Slam the Door on Compromise

Posted on Feb 9, 2009

By Eugene Robinson

snip//

The House of Representatives loaded up the bill like a Christmas tree, as powerful Democrats found room for their pet projects. This was a good thing, not an outrage. Hundreds of millions of dollars for contraceptives? To the extent that those condoms or birth-control pills are made in the U.S. and sold in U.S. drug stores, that spending would be stimulative in more ways than one.

One of the most effective items in the House bill was $79 billion to be transferred to state governments, which are hurting; in California, our most populous state, Gov. Arnold Schwarzenegger is ordering furloughs of state workers. Any dollar given to the states will fly out the door by sundown. That $79 billion would have instant impact.

But in the Senate, the ad hoc “gang” of moderate Republicans (all three of them) and conservative Democrats cut those state funds to $39 billion. It’s wrong to see this as the normal give-and-take of legislative sausage-making, the usual trek down a well-worn path toward the golden compromise that everyone can live with. This is not, repeat not, a time for compromise. Meeting in the middle, which the Senate sees as its role in our democracy, renders the whole exercise potentially useless. If we don’t get enough money into the economy, and if we don’t do it soon, we risk wasting a king’s ransom on a stimulus that’s too puny to stimulate.

This is not an issue where the answer is to be found in the “middle.” This isn’t a matter of left, right and center; it’s a matter of yes or no: Does the federal government try to get the economy moving again, or not? This will sound ridiculous, but the fact is that the details of Obama’s plan don’t matter that much. If anything, many economists believe, the government needs to spend even more than Obama proposes.
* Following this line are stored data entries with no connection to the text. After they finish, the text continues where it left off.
#[cfg(test)]
mod tests {
    use super::*;
    use crate::db::MemoryStateStore;
    use crate::memory::{MemoryBackend, MemoryLocalStore};
    use crate::status::StatusTracker;
    use serde_json::json;
    use squad_engine::{Error, ManualClock, Player, RetryPolicy};

    struct Fixture {
        state: Arc<MemoryStateStore>,
        local: Arc<MemoryLocalStore>,
        backend: MemoryBackend,
        queue: Arc<QueueService>,
        manager: GroupLifecycleManager,
    }

    async fn fixture() -> Fixture {
        let state = MemoryStateStore::new_shared();
        let local = MemoryLocalStore::new_shared();
        let backend = MemoryBackend::new();
        let clock = Arc::new(ManualClock::new(1_000));
        let status = Arc::new(StatusTracker::load(state.clone()).await.unwrap());
        let queue = Arc::new(
            QueueService::load(state.clone(), status, clock.clone(), RetryPolicy::default())
                .await
                .unwrap(),
        );
        let manager = GroupLifecycleManager::new(
            state.clone(),
            local.clone(),
            backend.client(),
            queue.clone(),
            clock,
        );
        manager.activate_user(Some("u-1".into())).await.unwrap();
        Fixture {
            state,
            local,
            backend,
            queue,
            manager,
        }
    }

    fn group(id: &str) -> Group {
        Group::new(id, format!("Group {id}"), "u-1", "CODE1", 1).unwrap()
    }

    fn player(id: &str, group_id: &str) -> Record {
        Record::Player(Player {
            id: id.into(),
            group_id: group_id.into(),
            name: "Ada".into(),
            nickname: None,
            active: true,
            last_modified: 1,
        })
    }

    #[tokio::test]
    async fn signed_out_mutations_fail() {
        let f = fixture().await;
        f.manager.activate_user(None).await.unwrap();
        let err = f.manager.set_current_group(&group("g-1"), true).await.unwrap_err();
        assert!(matches!(err, SyncError::NotSignedIn));
        assert!(matches!(f.manager.mark_deleted("g-1").await, Err(SyncError::NotSignedIn)));
    }

    #[tokio::test]
    async fn selection_lock_and_publication() {
        let f = fixture().await;
        let mut rx = f.manager.watch_selection();

        f.manager.set_current_group(&group("g-1"), true).await.unwrap();
        assert_eq!(rx.borrow_and_update().as_deref(), Some("g-1"));

        let change = f.manager.set_current_group(&group("g-2"), false).await.unwrap();
        assert_eq!(change, SelectionChange::Rejected { current: "g-1".into() });
        assert!(!rx.has_changed().unwrap());

        f.manager.set_current_group(&group("g-2"), true).await.unwrap();
        assert_eq!(rx.borrow_and_update().as_deref(), Some("g-2"));
    }

    #[tokio::test]
    async fn current_group_only_considers_member_groups() {
        let f = fixture().await;
        let mut foreign = group("g-0");
        foreign.owner_id = "u-2".into();
        foreign.members = vec!["u-2".into()];

        let picked = f.manager.current_group(&[foreign, group("g-5")]).await.unwrap();
        assert_eq!(picked.map(|g| g.id), Some("g-5".to_string()));
    }

    #[tokio::test]
    async fn deletion_tombstones_then_cascades() {
        let f = fixture().await;
        f.local.save(Record::Group(group("g-1"))).await.unwrap();
        f.local.save(player("p-1", "g-1")).await.unwrap();
        f.local.save(player("p-9", "g-2")).await.unwrap();
        f.backend.seed("players", "p-2", json!({
            "id": "p-2", "groupId": "g-1", "name": "Remote", "lastModified": 5
        }));
        f.manager.set_current_group(&group("g-1"), true).await.unwrap();

        let report = f.manager.mark_deleted("g-1").await.unwrap();
        assert!(report.newly_tombstoned);
        assert!(report.cleared_selection);
        assert_eq!(report.local_deleted, 2);
        assert_eq!(report.remote_deletes_queued, 3);
        assert_eq!(report.failures, 0);

        assert!(!f.manager.is_visible("g-1").await);
        assert_eq!(f.manager.selection().await, Selection::Unselected);
        assert!(f.local.get(EntityType::Player, "p-9").await.unwrap().is_some());
        assert_eq!(f.queue.len().await, 3);

        let persisted = f.state.get(&keys::lifecycle("u-1")).unwrap();
        let snapshot = LifecycleSnapshot::from_json(&persisted).unwrap();
        assert!(snapshot.tombstones.contains("g-1"));
    }

    #[tokio::test]
    async fn cascade_tolerates_offline_remote() {
        let f = fixture().await;
        f.local.save(player("p-1", "g-1")).await.unwrap();
        let remote = f.backend.client();
        remote.set_network_enabled(false).await.unwrap();
        let manager = GroupLifecycleManager::new(
            f.state.clone(),
            f.local.clone(),
            remote,
            f.queue.clone(),
            Arc::new(ManualClock::new(0)),
        );
        manager.activate_user(Some("u-1".into())).await.unwrap();

        let report = manager.mark_deleted("g-1").await.unwrap();
        assert_eq!(report.failures, 2);
        assert_eq!(report.local_deleted, 1);
        assert!(manager.is_tombstoned("g-1").await);
    }

    #[tokio::test]
    async fn remote_deletion_queues_nothing() {
        let f = fixture().await;
        f.local.save(player("p-1", "g-1")).await.unwrap();
        let report = f.manager.apply_remote_deletion("g-1").await.unwrap();
        assert_eq!(report.local_deleted, 1);
        assert_eq!(report.remote_deletes_queued, 0);
        assert!(f.queue.is_empty().await);
    }

    #[tokio::test]
    async fn state_is_per_user() {
        let f = fixture().await;
        f.manager.mark_deleted("g-1").await.unwrap();

        f.manager.activate_user(Some("u-2".into())).await.unwrap();
        assert!(!f.manager.is_tombstoned("g-1").await);

        f.manager.activate_user(Some("u-1".into())).await.unwrap();
        assert!(f.manager.is_tombstoned("g-1").await);
    }

    #[tokio::test]
    async fn hide_show_and_undelete() {
        let f = fixture().await;
        assert!(f.manager.hide_group("g-1").await.unwrap());
        assert!(!f.manager.is_visible("g-1").await);
        assert!(f.manager.show_group("g-1").await.unwrap());

        f.manager.mark_deleted("g-2").await.unwrap();
        let err = f.manager.show_group("g-2").await.unwrap_err();
        assert!(matches!(err, SyncError::Engine(Error::GroupDeleted(_))));

        let err = f.manager.emergency_undelete("g-2", false).await.unwrap_err();
        assert!(matches!(err, SyncError::Engine(Error::UndeleteNotConfirmed(_))));
        f.manager.emergency_undelete("g-2", true).await.unwrap();
        assert!(f.manager.is_visible("g-2").await);
    }

    #[tokio::test]
    async fn audit_purges_reintroduced_data() {
        let f = fixture().await;
        f.manager.mark_deleted("g-1").await.unwrap();
        // Data that slipped back in after the deletion.
        f.local.save(Record::Group(group("g-1"))).await.unwrap();
        f.local.save(player("p-1", "g-1")).await.unwrap();
        f.local.save(Record::Group(group("g-2"))).await.unwrap();

        let report = f.manager.audit().await.unwrap();
        assert_eq!(report.purged_groups, 1);
        assert_eq!(report.purged_records, 1);
        assert_eq!(report.selection, SelectionChange::Selected("g-2".into()));
    }
}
Republicans are using this debate as a branding opportunity, positioning themselves as careful stewards of the public purse. This is absurd, given their record when they were in charge. It’s also cynical. They know that some kind of stimulus will get passed anyway. If it works, they’ll claim their principled intransigence made the plan better; if it doesn’t, they’ll say “I told you so.”

Obama and the Democrats have public opinion on their side and the wolf at the door. Republicans need to get out of the way—or get run over.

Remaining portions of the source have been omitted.